Suffering with anxiety and depression means that in the space of a few hours, I can feel all of these things. One second I can feel geared up and ready for the day, but then suddenly, with no warning, I can descend into a downward spiral of crippling fear. One second the world is colourful, the next it’s grey.
I think in terms of colour often. For me it’s an accurate metaphor for how I see life- as either a dazzling array of bright and uplifting colours, or as a bleak landscape of nothing but lifeless, hopeless, grey. Sometimes I can have days in a row of colour or days of grey. Sometimes my mood shifts what feels like a hundred times in an hour. Last night I had mood swings like this, and it really took it out of me, because my negative mood was very intense and dark. I got angry easily, I panicked a lot, and I said things I didn’t mean. Then I calmed down and regretted the bad things I’d said. And the cycle continued.

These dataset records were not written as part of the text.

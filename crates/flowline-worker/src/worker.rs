//! Worker lifecycle management.

use anyhow::Result;
use std::sync::Arc;
use std::time::{Duration, Instant};
use tokio::sync::{OwnedSemaphorePermit, Semaphore};

use flowline_core::http::ReqwestHttpClient;
use flowline_core::notify::LogNotifier;
use flowline_core::store::{InMemoryDocumentStore, RestDocumentStore};
use flowline_core::tasks::create_default_registry;
use flowline_core::{DocumentStore, JobQueue, QueueError, Services, TaskRegistry};
use flowline_rules::RuleMatcher;

use crate::config::{QueueBackend, WorkerConfig};
use crate::executor::{WorkflowExecutor, WorkflowExecutorTask};
use crate::nats::EventIntake;
use crate::queue::{Delivery, InMemoryJobQueue, JobSource, NatsJobQueue};

/// Pause after a failed receive before polling again.
const RECEIVE_BACKOFF: Duration = Duration::from_secs(1);

/// Build the collaborators described by `config`.
pub fn build_services(config: &WorkerConfig) -> Services {
    let store: Arc<dyn DocumentStore> = match config.store_url {
        Some(ref url) => {
            tracing::info!(store_url = %url, "Using REST document store");
            Arc::new(RestDocumentStore::new(
                url,
                config.store_api_key.clone(),
                config.http_timeout,
            ))
        }
        None => {
            tracing::info!("Using in-memory document store");
            Arc::new(InMemoryDocumentStore::new())
        }
    };

    Services::with_store(store)
        .with_http(Arc::new(ReqwestHttpClient::new(config.http_timeout)))
        .with_notifier(Arc::new(LogNotifier))
}

/// Built-in tasks plus the workflow executor.
pub fn build_registry(config: &WorkerConfig, services: &Services) -> TaskRegistry {
    let mut registry = create_default_registry(services);

    let executor = WorkflowExecutor::new(services.clone())
        .with_workflows_collection(config.workflows_collection.clone());
    registry.register(WorkflowExecutorTask::new(executor));

    registry
}

/// Pulls jobs from a queue and runs them with bounded concurrency.
pub struct Worker {
    /// Worker configuration.
    config: WorkerConfig,

    /// Task registry jobs are dispatched to.
    registry: Arc<TaskRegistry>,

    /// Consumer side of the job queue.
    source: Arc<dyn JobSource>,

    /// Event entry point, enqueueing into the same queue.
    matcher: RuleMatcher,

    /// NATS event subscription, when the NATS backend is used.
    intake: Option<Arc<EventIntake>>,

    /// Semaphore for concurrency control.
    semaphore: Arc<Semaphore>,
}

impl Worker {
    /// Create a worker with the backends named in `config`.
    pub async fn new(config: WorkerConfig) -> Result<Self> {
        let services = build_services(&config);

        match config.queue {
            QueueBackend::Memory => {
                let queue = Arc::new(InMemoryJobQueue::new(config.retry.clone()));
                Ok(Self::with_queue(config, services, queue))
            }
            QueueBackend::Nats => {
                let client = async_nats::connect(config.nats_url.as_str()).await?;
                tracing::info!(nats_url = %config.nats_url, "Connected to NATS");

                let queue = Arc::new(
                    NatsJobQueue::new(
                        client.clone(),
                        &config.nats_stream,
                        &config.nats_consumer,
                        config.retry.clone(),
                    )
                    .await?,
                );

                let subject = config.events_subject.clone();
                let mut worker = Self::with_queue(config, services, queue);
                worker.intake = Some(Arc::new(EventIntake::new(
                    client,
                    subject,
                    worker.matcher.clone(),
                )));
                Ok(worker)
            }
        }
    }

    /// Create a worker over an existing queue and services.
    pub fn with_queue<Q>(config: WorkerConfig, services: Services, queue: Arc<Q>) -> Self
    where
        Q: JobQueue + JobSource + 'static,
    {
        let registry = Arc::new(build_registry(&config, &services));
        let matcher = RuleMatcher::new(services.store.clone(), queue.clone())
            .with_rules_collection(config.rules_collection.clone());
        let semaphore = Arc::new(Semaphore::new(config.max_concurrent_jobs.max(1)));

        Self {
            config,
            registry,
            source: queue,
            matcher,
            intake: None,
            semaphore,
        }
    }

    /// Rule matcher feeding this worker's queue.
    pub fn matcher(&self) -> &RuleMatcher {
        &self.matcher
    }

    /// Tasks this worker can run.
    pub fn registry(&self) -> &TaskRegistry {
        &self.registry
    }

    /// Setup gaps that leave a standalone worker with nothing to do.
    pub fn startup_warnings(&self) -> Vec<&'static str> {
        let mut warnings = Vec::new();
        if self.intake.is_none() {
            warnings.push("No event intake; jobs only arrive through Worker::matcher or the queue");
        }
        if self.config.store_url.is_none() {
            warnings.push("STORE_URL not set; rules and workflows are read from an empty in-memory store");
        }
        warnings
    }

    /// Run until the queue closes.
    pub async fn run(&self) -> Result<()> {
        tracing::info!(
            worker_id = %self.config.worker_id,
            max_concurrent = self.config.max_concurrent_jobs,
            tasks = ?self.registry.list(),
            "Worker started"
        );
        for warning in self.startup_warnings() {
            tracing::warn!(queue = ?self.config.queue, "{}", warning);
        }

        let intake_handle = self.intake.clone().map(|intake| {
            tokio::spawn(async move {
                if let Err(e) = intake.run().await {
                    tracing::error!(error = %e, "Event intake stopped");
                }
            })
        });

        let result = self.process_jobs().await;

        if let Some(handle) = intake_handle {
            handle.abort();
        }

        result
    }

    async fn process_jobs(&self) -> Result<()> {
        loop {
            // Wait for available slot
            let permit = self.semaphore.clone().acquire_owned().await?;

            match self.source.receive().await {
                Ok(Some(delivery)) => {
                    tracing::debug!(
                        job_id = %delivery.envelope.id,
                        task = %delivery.envelope.job.task,
                        attempt = delivery.envelope.attempt,
                        "Received job"
                    );

                    let registry = self.registry.clone();
                    tokio::spawn(process_delivery(registry, delivery, permit));
                }
                Ok(None) => drop(permit),
                Err(QueueError::Closed) => {
                    tracing::info!(worker_id = %self.config.worker_id, "Job queue closed");
                    return Ok(());
                }
                Err(e) => {
                    drop(permit);
                    tracing::warn!(error = %e, "Failed to receive job");
                    tokio::time::sleep(RECEIVE_BACKOFF).await;
                }
            }
        }
    }
}

/// Run one job and settle its delivery.
async fn process_delivery(
    registry: Arc<TaskRegistry>,
    delivery: Delivery,
    permit: OwnedSemaphorePermit,
) {
    // Keep permit until done
    let _permit = permit;

    let job_id = delivery.envelope.id;
    let task = delivery.envelope.job.task.clone();
    let started = Instant::now();

    let settled = match registry.execute_job(delivery.envelope.job.clone()).await {
        Ok(output) => {
            tracing::info!(
                job_id = %job_id,
                task = %task,
                duration_ms = started.elapsed().as_millis() as u64,
                "Job completed"
            );
            tracing::debug!(job_id = %job_id, output = %output, "Job output");
            delivery.ack().await
        }
        Err(e) => {
            tracing::error!(
                job_id = %job_id,
                task = %task,
                attempt = delivery.envelope.attempt,
                error = %e,
                "Job failed"
            );
            delivery.nak().await
        }
    };

    if let Err(e) = settled {
        tracing::warn!(job_id = %job_id, error = %e, "Failed to settle job delivery");
    }
}
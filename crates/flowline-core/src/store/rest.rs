//! REST document store client.

use async_trait::async_trait;
use reqwest::{RequestBuilder, Response, StatusCode};
use serde_json::Value;
use std::time::Duration;

use super::{DocumentStore, FindQuery, FindResult};
use crate::error::StoreError;
use crate::template;

/// Document store backed by a Payload-style REST API.
///
/// Endpoints:
/// - `GET    {base}/api/{collection}?where[..]=..&limit=..&sort=..`
/// - `GET    {base}/api/{collection}/{id}`
/// - `POST   {base}/api/{collection}`
/// - `PATCH  {base}/api/{collection}/{id}`
/// - `DELETE {base}/api/{collection}/{id}`
#[derive(Clone)]
pub struct RestDocumentStore {
    client: reqwest::Client,
    base_url: String,
    api_key: Option<String>,
}

impl RestDocumentStore {
    /// Create a new REST store client.
    pub fn new(base_url: &str, api_key: Option<String>, timeout: Duration) -> Self {
        let client = reqwest::Client::builder()
            .timeout(timeout)
            .build()
            .unwrap_or_default();

        Self {
            client,
            base_url: base_url.trim_end_matches('/').to_string(),
            api_key,
        }
    }

    fn collection_url(&self, collection: &str) -> String {
        format!("{}/api/{}", self.base_url, collection)
    }

    fn document_url(&self, collection: &str, id: &str) -> String {
        format!("{}/api/{}/{}", self.base_url, collection, id)
    }

    fn authorize(&self, request: RequestBuilder) -> RequestBuilder {
        match self.api_key {
            Some(ref key) => request.header(reqwest::header::AUTHORIZATION, key),
            None => request,
        }
    }

    async fn send(&self, request: RequestBuilder) -> Result<Response, StoreError> {
        Ok(self.authorize(request).send().await?)
    }
}

/// Flatten a JSON filter into bracketed query pairs (`where[a][equals]=1`).
pub(crate) fn flatten_query(prefix: &str, value: &Value, out: &mut Vec<(String, String)>) {
    match value {
        Value::Object(map) => {
            for (key, nested) in map {
                flatten_query(&format!("{}[{}]", prefix, key), nested, out);
            }
        }
        Value::Array(items) => {
            for (index, nested) in items.iter().enumerate() {
                flatten_query(&format!("{}[{}]", prefix, index), nested, out);
            }
        }
        other => out.push((prefix.to_string(), template::stringify(other))),
    }
}

/// Map a non-success response to a store error.
async fn error_from_response(response: Response, collection: &str, id: Option<&str>) -> StoreError {
    let status = response.status();
    let body = response.text().await.unwrap_or_default();

    match (status, id) {
        (StatusCode::NOT_FOUND, Some(id)) => StoreError::RecordNotFound {
            collection: collection.to_string(),
            id: id.to_string(),
        },
        (StatusCode::NOT_FOUND, None) => StoreError::CollectionNotFound(collection.to_string()),
        (status, _) if status.is_client_error() => {
            StoreError::Rejected(format!("Status {}: {}", status, body))
        }
        (status, _) => StoreError::Unavailable(format!("Status {}: {}", status, body)),
    }
}

/// Mutations answer `{"doc": {...}, "message": ".."}`; reads answer the bare doc.
fn unwrap_doc(body: Value) -> Value {
    match body {
        Value::Object(mut map) if map.contains_key("doc") => {
            map.remove("doc").unwrap_or(Value::Null)
        }
        other => other,
    }
}

#[async_trait]
impl DocumentStore for RestDocumentStore {
    async fn find(&self, collection: &str, query: &FindQuery) -> Result<FindResult, StoreError> {
        let mut params = Vec::new();
        if !query.filter.is_null() {
            flatten_query("where", &query.filter, &mut params);
        }
        match query.limit {
            Some(limit) => params.push(("limit".to_string(), limit.to_string())),
            None => params.push(("pagination".to_string(), "false".to_string())),
        }
        if let Some(ref sort) = query.sort {
            params.push(("sort".to_string(), sort.clone()));
        }

        let response = self
            .send(self.client.get(self.collection_url(collection)).query(&params))
            .await?;

        if !response.status().is_success() {
            return Err(error_from_response(response, collection, None).await);
        }

        Ok(response.json().await?)
    }

    async fn find_by_id(&self, collection: &str, id: &str) -> Result<Option<Value>, StoreError> {
        let response = self
            .send(self.client.get(self.document_url(collection, id)))
            .await?;

        if response.status() == StatusCode::NOT_FOUND {
            return Ok(None);
        }

        if !response.status().is_success() {
            return Err(error_from_response(response, collection, Some(id)).await);
        }

        Ok(Some(response.json().await?))
    }

    async fn create(&self, collection: &str, data: Value) -> Result<Value, StoreError> {
        let response = self
            .send(self.client.post(self.collection_url(collection)).json(&data))
            .await?;

        if !response.status().is_success() {
            return Err(error_from_response(response, collection, None).await);
        }

        Ok(unwrap_doc(response.json().await?))
    }

    async fn update(&self, collection: &str, id: &str, data: Value) -> Result<Value, StoreError> {
        let response = self
            .send(self.client.patch(self.document_url(collection, id)).json(&data))
            .await?;

        if !response.status().is_success() {
            return Err(error_from_response(response, collection, Some(id)).await);
        }

        Ok(unwrap_doc(response.json().await?))
    }

    async fn delete(&self, collection: &str, id: &str) -> Result<(), StoreError> {
        let response = self
            .send(self.client.delete(self.document_url(collection, id)))
            .await?;

        if !response.status().is_success() {
            return Err(error_from_response(response, collection, Some(id)).await);
        }

        Ok(())
    }
}
//! Subscriber feeding domain events into the rule matcher.

use futures::StreamExt;
use serde::{Deserialize, Serialize};
use serde_json::{Map, Value};

use flowline_rules::{EventOutcome, RuleMatcher};

/// Domain event message published by producers.
#[derive(Debug, Clone, PartialEq, Serialize, Deserialize)]
pub struct EventMessage {
    /// Event name (`form.submitted`).
    pub event: String,

    /// Event payload; becomes the job data.
    #[serde(default)]
    pub payload: Map<String, Value>,

    /// Caller context, stored under `_context` in the job data.
    #[serde(default)]
    pub context: Value,
}

/// Core NATS subscription on the events subject.
///
/// Messages with a reply subject receive the serialized [`EventOutcome`].
pub struct EventIntake {
    client: async_nats::Client,
    subject: String,
    matcher: RuleMatcher,
}

impl EventIntake {
    pub fn new(client: async_nats::Client, subject: impl Into<String>, matcher: RuleMatcher) -> Self {
        Self {
            client,
            subject: subject.into(),
            matcher,
        }
    }

    /// Consume events until the subscription ends.
    pub async fn run(&self) -> anyhow::Result<()> {
        let mut subscriber = self.client.subscribe(self.subject.clone()).await?;
        tracing::info!(subject = %self.subject, "Listening for events");

        while let Some(msg) = subscriber.next().await {
            let outcome = match serde_json::from_slice::<EventMessage>(&msg.payload) {
                Ok(message) => self.handle(message).await,
                Err(e) => {
                    tracing::warn!(error = %e, "Ignoring malformed event message");
                    continue;
                }
            };

            if let Some(reply) = msg.reply {
                let body = serde_json::to_vec(&outcome)?;
                if let Err(e) = self.client.publish(reply, body.into()).await {
                    tracing::warn!(error = %e, "Failed to reply to event");
                }
            }
        }

        tracing::info!(subject = %self.subject, "Event subscription closed");
        Ok(())
    }

    async fn handle(&self, message: EventMessage) -> EventOutcome {
        tracing::debug!(event = %message.event, "Received event");
        self.matcher
            .process_event(&message.event, message.payload, message.context)
            .await
    }
}

#[cfg(test)]
mod tests {
    use super::*;
    use serde_json::json;

    #[test]
    fn test_event_message_defaults() {
        let message: EventMessage = serde_json::from_value(json!({"event": "user.created"})).unwrap();
        assert_eq!(message.event, "user.created");
        assert!(message.payload.is_empty());
        assert_eq!(message.context, Value::Null);
    }

    #[test]
    fn test_event_message_deserialization() {
        let message: EventMessage = serde_json::from_value(json!({
            "event": "form.submitted",
            "payload": {"email": "a@b.com"},
            "context": {"ip": "1.2.3.4"}
        }))
        .unwrap();
        assert_eq!(message.payload["email"], json!("a@b.com"));
        assert_eq!(message.context["ip"], json!("1.2.3.4"));
    }
}
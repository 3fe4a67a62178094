//! HTTP task.

use async_trait::async_trait;
use serde_json::{json, Value};

use crate::context::ExecutionContext;
use crate::error::TaskError;
use crate::registry::Task;
use crate::services::Services;
use crate::steps::ApiCallStep;

/// `apiCall {url, method, headers, body}` -> `{status}`.
pub struct ApiCallTask {
    services: Services,
}

impl ApiCallTask {
    pub fn new(services: Services) -> Self {
        Self { services }
    }
}

#[async_trait]
impl Task for ApiCallTask {
    fn name(&self) -> &'static str {
        "apiCall"
    }

    async fn execute(&self, input: Value) -> Result<Value, TaskError> {
        let step: ApiCallStep = serde_json::from_value(input)?;
        let response = step
            .send(&ExecutionContext::default(), self.services.http.as_ref())
            .await?;

        Ok(json!({"status": response.status}))
    }
}

#[cfg(test)]
mod tests {
    use super::*;
    use crate::testing::{services, RecordingHttpClient};
    use std::sync::Arc;

    #[tokio::test]
    async fn test_reports_status_without_parsing_body() {
        let http = Arc::new(RecordingHttpClient::responding(204, ""));
        let (services, _, _) = services(http.clone());
        let task = ApiCallTask::new(services);

        let output = task
            .execute(json!({"url": "http://hooks/ping", "method": "POST", "body": {"ok": true}}))
            .await
            .unwrap();

        assert_eq!(output, json!({"status": 204}));
        assert_eq!(http.requests()[0].body, Some(json!({"ok": true})));
    }
}
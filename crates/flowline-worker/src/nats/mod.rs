//! NATS event intake.

mod events;

pub use events::{EventIntake, EventMessage};
//! Recording collaborators for unit tests.

use async_trait::async_trait;
use std::sync::{Arc, Mutex};

use crate::error::StepError;
use crate::http::{HttpClient, HttpRequest, HttpResponse};
use crate::notify::{Notification, Notifier};
use crate::services::Services;
use crate::store::InMemoryDocumentStore;

/// HTTP client that records requests and replies with a canned response.
pub(crate) struct RecordingHttpClient {
    pub requests: Mutex<Vec<HttpRequest>>,
    status: u16,
    body: String,
}

impl RecordingHttpClient {
    pub fn responding(status: u16, body: &str) -> Self {
        Self {
            requests: Mutex::new(Vec::new()),
            status,
            body: body.to_string(),
        }
    }

    pub fn requests(&self) -> Vec<HttpRequest> {
        self.requests.lock().unwrap().clone()
    }
}

#[async_trait]
impl HttpClient for RecordingHttpClient {
    async fn fetch(&self, request: HttpRequest) -> Result<HttpResponse, StepError> {
        self.requests.lock().unwrap().push(request);
        Ok(HttpResponse {
            status: self.status,
            body: self.body.clone(),
        })
    }
}

/// Notifier that records deliveries, optionally failing them.
#[derive(Default)]
pub(crate) struct RecordingNotifier {
    pub sent: Mutex<Vec<Notification>>,
    pub fail: bool,
}

#[async_trait]
impl Notifier for RecordingNotifier {
    async fn send(&self, notification: &Notification) -> Result<(), StepError> {
        if self.fail {
            return Err(StepError::Notification("smtp unavailable".to_string()));
        }
        self.sent.lock().unwrap().push(notification.clone());
        Ok(())
    }
}

/// Services over an in-memory store plus recording HTTP and notifier.
pub(crate) fn services(
    http: Arc<RecordingHttpClient>,
) -> (Services, Arc<InMemoryDocumentStore>, Arc<RecordingNotifier>) {
    let store = Arc::new(InMemoryDocumentStore::new());
    let notifier = Arc::new(RecordingNotifier::default());
    let services = Services::new(store.clone(), http, notifier.clone());
    (services, store, notifier)
}
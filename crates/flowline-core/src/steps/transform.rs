//! `transform` step.

use serde::{Deserialize, Serialize};
use serde_json::Value;

use crate::context::ExecutionContext;

#[derive(Debug, Clone, Copy, PartialEq, Eq, Serialize, Deserialize)]
#[serde(rename_all = "camelCase")]
pub enum TransformOperation {
    /// Resolve `mapping` against the context.
    Map,
    /// Any other operation; a no-op.
    #[serde(other)]
    Unsupported,
}

#[derive(Debug, Clone, Serialize, Deserialize)]
#[serde(rename_all = "camelCase")]
pub struct TransformStep {
    pub operation: TransformOperation,

    #[serde(default)]
    pub mapping: Value,

    #[serde(default, skip_serializing_if = "Option::is_none")]
    pub output_key: Option<String>,
}

impl TransformStep {
    /// Produce the step output, or `None` for unsupported operations.
    pub fn apply(&self, ctx: &ExecutionContext) -> Option<Value> {
        match self.operation {
            TransformOperation::Map => Some(ctx.resolve(&self.mapping)),
            TransformOperation::Unsupported => {
                tracing::debug!("Skipping unsupported transform operation");
                None
            }
        }
    }
}
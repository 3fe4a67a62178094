//! Document store collaborator.
//!
//! Steps and the rule matcher read and write records through the
//! [`DocumentStore`] trait. Two implementations ship with the crate:
//! - [`InMemoryDocumentStore`] - process-local collections, used in tests and
//!   single-process deployments
//! - [`RestDocumentStore`] - a Payload-style REST API over HTTP

mod memory;
mod query;
mod rest;

use async_trait::async_trait;
use serde::{Deserialize, Serialize};
use serde_json::Value;

use crate::error::StoreError;

pub use memory::InMemoryDocumentStore;
pub use query::{matches, sort_documents};
pub use rest::RestDocumentStore;

/// Query passed to [`DocumentStore::find`].
#[derive(Debug, Clone, Default, PartialEq, Serialize, Deserialize)]
pub struct FindQuery {
    /// Filter clause (`{"field": {"equals": value}}`). `null` matches all.
    #[serde(rename = "where", default)]
    pub filter: Value,

    /// Maximum number of documents to return. `None` returns all matches.
    #[serde(default, skip_serializing_if = "Option::is_none")]
    pub limit: Option<usize>,

    /// Sort key: `field` ascending, `-field` descending. Comma separated for
    /// multiple keys.
    #[serde(default, skip_serializing_if = "Option::is_none")]
    pub sort: Option<String>,
}

impl FindQuery {
    /// Query matching every document.
    pub fn all() -> Self {
        Self::default()
    }

    /// Query with the given filter clause.
    pub fn filter(filter: Value) -> Self {
        Self {
            filter,
            ..Self::default()
        }
    }

    /// Limit the number of returned documents.
    pub fn with_limit(mut self, limit: usize) -> Self {
        self.limit = Some(limit);
        self
    }

    /// Set the sort key.
    pub fn with_sort(mut self, sort: impl Into<String>) -> Self {
        self.sort = Some(sort.into());
        self
    }
}

/// Result of [`DocumentStore::find`].
#[derive(Debug, Clone, Default, PartialEq, Serialize, Deserialize)]
#[serde(rename_all = "camelCase")]
pub struct FindResult {
    /// Matched documents, sorted and limited.
    pub docs: Vec<Value>,

    /// Number of matched documents before the limit was applied.
    #[serde(default)]
    pub total_docs: usize,
}

/// CRUD surface of the external record service.
#[async_trait]
pub trait DocumentStore: Send + Sync {
    /// Find documents in a collection.
    async fn find(&self, collection: &str, query: &FindQuery) -> Result<FindResult, StoreError>;

    /// Fetch one document by id. Missing documents yield `Ok(None)`.
    async fn find_by_id(&self, collection: &str, id: &str) -> Result<Option<Value>, StoreError>;

    /// Create a document and return it as stored.
    async fn create(&self, collection: &str, data: Value) -> Result<Value, StoreError>;

    /// Patch a document and return it as stored.
    async fn update(&self, collection: &str, id: &str, data: Value) -> Result<Value, StoreError>;

    /// Delete a document.
    async fn delete(&self, collection: &str, id: &str) -> Result<(), StoreError>;
}

/// Document id as text. Numeric ids are stringified.
pub fn document_id(doc: &Value) -> Option<String> {
    match doc.get("id")? {
        Value::String(s) => Some(s.clone()),
        Value::Number(n) => Some(n.to_string()),
        _ => None,
    }
}

#[cfg(test)]
mod tests {
    use super::*;
    use serde_json::json;

    #[test]
    fn test_find_query_builder() {
        let query = FindQuery::filter(json!({"active": {"equals": true}}))
            .with_limit(1)
            .with_sort("-priority");

        assert_eq!(query.limit, Some(1));
        assert_eq!(query.sort.as_deref(), Some("-priority"));

        let json = serde_json::to_value(&query).unwrap();
        assert_eq!(json["where"]["active"]["equals"], json!(true));
    }

    #[test]
    fn test_find_result_deserialization() {
        let result: FindResult =
            serde_json::from_value(json!({"docs": [{"id": "a"}], "totalDocs": 7, "page": 1}))
                .unwrap();
        assert_eq!(result.docs.len(), 1);
        assert_eq!(result.total_docs, 7);
    }

    #[test]
    fn test_document_id() {
        assert_eq!(document_id(&json!({"id": "abc"})), Some("abc".to_string()));
        assert_eq!(document_id(&json!({"id": 12})), Some("12".to_string()));
        assert_eq!(document_id(&json!({"name": "x"})), None);
    }
}
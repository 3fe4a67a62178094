//! Process-local job queue.

use async_trait::async_trait;
use tokio::sync::{mpsc, Mutex};

use flowline_core::{Job, JobId, JobQueue, QueueError, RetryConfig};

use super::{log_exhausted, Acknowledger, Delivery, JobEnvelope, JobSource};

/// Unbounded tokio channel acting as a job queue.
///
/// Failed jobs are re-sent after the backoff delay of [`RetryConfig`].
pub struct InMemoryJobQueue {
    sender: mpsc::UnboundedSender<JobEnvelope>,
    receiver: Mutex<mpsc::UnboundedReceiver<JobEnvelope>>,
    retry: RetryConfig,
}

impl InMemoryJobQueue {
    pub fn new(retry: RetryConfig) -> Self {
        let (sender, receiver) = mpsc::unbounded_channel();
        Self {
            sender,
            receiver: Mutex::new(receiver),
            retry,
        }
    }
}

impl Default for InMemoryJobQueue {
    fn default() -> Self {
        Self::new(RetryConfig::default())
    }
}

#[async_trait]
impl JobQueue for InMemoryJobQueue {
    async fn enqueue(&self, job: Job) -> Result<JobId, QueueError> {
        let envelope = JobEnvelope::new(job);
        let id = envelope.id;

        self.sender.send(envelope).map_err(|_| QueueError::Closed)?;
        tracing::debug!(job_id = %id, "Job enqueued");
        Ok(id)
    }
}

#[async_trait]
impl JobSource for InMemoryJobQueue {
    async fn receive(&self) -> Result<Option<Delivery>, QueueError> {
        let envelope = self.receiver.lock().await.recv().await.ok_or(QueueError::Closed)?;

        let acker = MemoryAcker {
            sender: self.sender.clone(),
            retry: self.retry.clone(),
        };
        Ok(Some(Delivery::new(envelope, Box::new(acker))))
    }
}

struct MemoryAcker {
    sender: mpsc::UnboundedSender<JobEnvelope>,
    retry: RetryConfig,
}

#[async_trait]
impl Acknowledger for MemoryAcker {
    async fn ack(&self, _envelope: &JobEnvelope) -> Result<(), QueueError> {
        Ok(())
    }

    async fn nak(&self, envelope: &JobEnvelope) -> Result<(), QueueError> {
        if !self.retry.should_retry(envelope.attempt) {
            log_exhausted(envelope, &self.retry);
            return Ok(());
        }

        let delay = self.retry.delay_for(envelope.attempt);
        let mut next = envelope.clone();
        next.attempt += 1;

        tracing::warn!(
            job_id = %next.id,
            attempt = next.attempt,
            delay_ms = delay.as_millis() as u64,
            "Scheduling job redelivery"
        );

        let sender = self.sender.clone();
        tokio::spawn(async move {
            tokio::time::sleep(delay).await;
            if sender.send(next).is_err() {
                tracing::warn!("Queue closed before redelivery");
            }
        });
        Ok(())
    }
}
//! Workflow execution.

mod task;
mod workflow;

pub use task::WorkflowExecutorTask;
pub use workflow::{
    ExecutorError, Workflow, WorkflowExecutor, WorkflowStatus, DEFAULT_WORKFLOWS_COLLECTION,
};
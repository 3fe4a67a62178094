//! Flowline worker binary.
//!
//! Runs a worker that receives workflow jobs and executes them.

use anyhow::Result;
use tracing_subscriber::{layer::SubscriberExt, util::SubscriberInitExt};

use flowline_worker::{Worker, WorkerConfig};

fn init_tracing() {
    let filter = tracing_subscriber::EnvFilter::try_from_default_env()
        .unwrap_or_else(|_| "info,flowline_worker=debug,flowline_core=debug".into());

    let json = std::env::var("LOG_FORMAT")
        .map(|v| v.eq_ignore_ascii_case("json"))
        .unwrap_or(false);

    if json {
        tracing_subscriber::registry()
            .with(filter)
            .with(tracing_subscriber::fmt::layer().json())
            .init();
    } else {
        tracing_subscriber::registry()
            .with(filter)
            .with(tracing_subscriber::fmt::layer())
            .init();
    }
}

#[tokio::main]
async fn main() -> Result<()> {
    // Load environment variables
    dotenvy::dotenv().ok();

    init_tracing();

    tracing::info!("Starting Flowline worker");

    // Load configuration
    let config = WorkerConfig::from_env()?;
    let hostname = hostname::get()
        .map(|h| h.to_string_lossy().to_string())
        .unwrap_or_else(|_| "unknown".to_string());
    tracing::info!(
        worker_id = %config.worker_id,
        hostname = %hostname,
        queue = ?config.queue,
        "Worker configuration loaded"
    );

    // Create and run worker
    let worker = Worker::new(config).await?;

    tokio::select! {
        result = worker.run() => {
            if let Err(e) = result {
                tracing::error!(error = %e, "Worker error");
                return Err(e);
            }
        }
        signal = tokio::signal::ctrl_c() => {
            signal?;
            tracing::info!("Shutdown signal received");
        }
    }

    tracing::info!("Worker stopped");
    Ok(())
}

It makes me feel hopeless, because I can’t predict when my mood will shift. And when the world is grey I don’t feel like it will ever become bright again, until it does and then it’s such a relief.
I guess the trick when I’m in a low mood is to accept it and let it happen, but that’s about a million times easier said than done. I’ll have to keep trying. Because I suppose the silver lining on this cloud is that experiencing the bleak and grey makes us appreciate the bright and colourful that much more.